DOI: https://www.doi.org/10.53289/YCZP9060

Tackling vulnerabilities in UK infrastructure

Recent events have shown the damage that can be done when there is a lack of resilience in national infrastructure. From a fire at a substation closing Heathrow, to flooding affecting the electricity grid and IT and telecoms issues (accidental or cybercrime) leading to shutdowns. This is a global issue. On Wednesday 28th January 2026 the Foundation held a discussion event to explore key threats to our national infrastructure and how technology can help us understand and protect against those threats.

The speakers were:

  • Natalie Black, Group Director at Ofcom
  • Professor Peter Bonfield, Vice-Chancellor at the University of Westminster, and Chair of the FloodReady review
  • Blythe Crawford CBE, Director Grail at Tiberius Aerospace, and adviser to the Alan Turing Institute
  • Joanna Cavan, Managing Director at the UK Telecoms Lab and National Physical Laboratory
  • Dr Deborah Petterson, Director of Resilience & Emergency Management at the National Energy System Operator (NESO).
  • The Rt Hon the Lord Willetts FRS, FST Chair

Opening the panel discussion, Dr Deborah Patterson began with a story.

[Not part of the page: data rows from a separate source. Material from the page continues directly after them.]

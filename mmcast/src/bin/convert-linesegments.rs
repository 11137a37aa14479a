//! Driver for line segment matrix exports
//!
//! Matrices for degree `d` live in `<export>/<d>/`; each degree is
//! written to `<export>/matrices_<d>` with the chosen extension.

use std::path::Path;
use std::process::ExitCode;

use clap::Parser;
use mmcast::{collect_matrices, write_json, write_xml, MatrixCollection};

#[derive(Parser)]
#[command(version, about = "Convert per-degree line segment matrix exports to JSON or XML")]
struct Cli {
    /// Directory holding the per-degree export subdirectories
    #[arg(long, default_value = "export")]
    export_dir: std::path::PathBuf,

    /// Output format
    #[arg(long, value_enum, default_value_t = Format::Json)]
    format: Format,
}

#[derive(Copy, Clone, clap::ValueEnum)]
enum Format {
    Json,
    Xml,
}

fn main() -> ExitCode {
    env_logger::init();
    let cli = Cli::parse();
    match run(&cli) {
        Ok(()) => ExitCode::SUCCESS,
        Err(e) => {
            eprintln!("{e}");
            ExitCode::FAILURE
        }
    }
}

fn run(cli: &Cli) -> mmcast::Result<()> {
    for degree in 1..=31u32 {
        println!("Converting degree {degree}...");
        let matrices = collect_matrices(cli.export_dir.join(degree.to_string()))?;
        let dest = cli.export_dir.join(format!("matrices_{degree}"));
        write(&dest, &matrices, cli.format)?;
    }
    Ok(())
}

fn write(dest: &Path, matrices: &MatrixCollection, format: Format) -> mmcast::Result<()> {
    match format {
        Format::Json => write_json(dest, matrices),
        Format::Xml => write_xml(dest, matrices),
    }
}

She said “It is midnight, maybe you're in bed, and there's smoke, dark smoke, no light, and there is someone banging at your door. Why? Because there's been an explosion. A substation is on fire, and it will take five days to put out that Blaze.” That was a reality for 127 people on the 20th of March last year (2025) in West London, she said.

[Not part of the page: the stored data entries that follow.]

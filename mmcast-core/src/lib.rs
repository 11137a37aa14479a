#![no_std]

//! mmcast core - MatrixMarket dense-array format definitions
//!
//! This crate provides the format rules, naming conventions and typed
//! errors for MatrixMarket dense-array conversion. No I/O lives here;
//! the `mmcast` crate supplies the readers, writers and drivers.

extern crate alloc;

pub mod error;
pub mod format;
pub mod naming;

pub use error::*;
pub use format::*;
pub use naming::*;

As well as introducing the new public body – the National Energy Systems Operator (NESO) of which she is the Director of Resilience and Emergency Management, she addressed the critical importance of energy resilience and its connection to other essential infrastructure, such as telecommunications. She used the example of a major substation fire in West London to illustrate the widespread impact of energy failures on homes, businesses, transportation, and emergency services. The incident she mentioned, which disrupted power for up to 70,000 customers and affected hundreds of thousands of travellers, exposed vulnerabilities in infrastructure not yet officially deemed critical.

She said that as we decarbonise, weather becomes our fuel. It is the cornerstone of our clean energy future, but it is also inherently variable. Adaptation is a strategic imperative. Heat Waves strain our grid. Storms and fires damage our infrastructure. Cold snaps drive up demand, and when there are storms, industry must step up and respond. We are in a heightened few years of space weather, solar flares, coronal mass ejections that produce electric fields on our surface that can damage energy assets.

Dr Patterson explained NESO's independent role in safeguarding the UK's energy system through risk analysis and recommendations to government and industry. The focus, she said is on proactive strategies to anticipate and adapt to risks—including extreme weather, space weather, cyber-attacks, and physical sabotage—that are becoming more frequent and complex.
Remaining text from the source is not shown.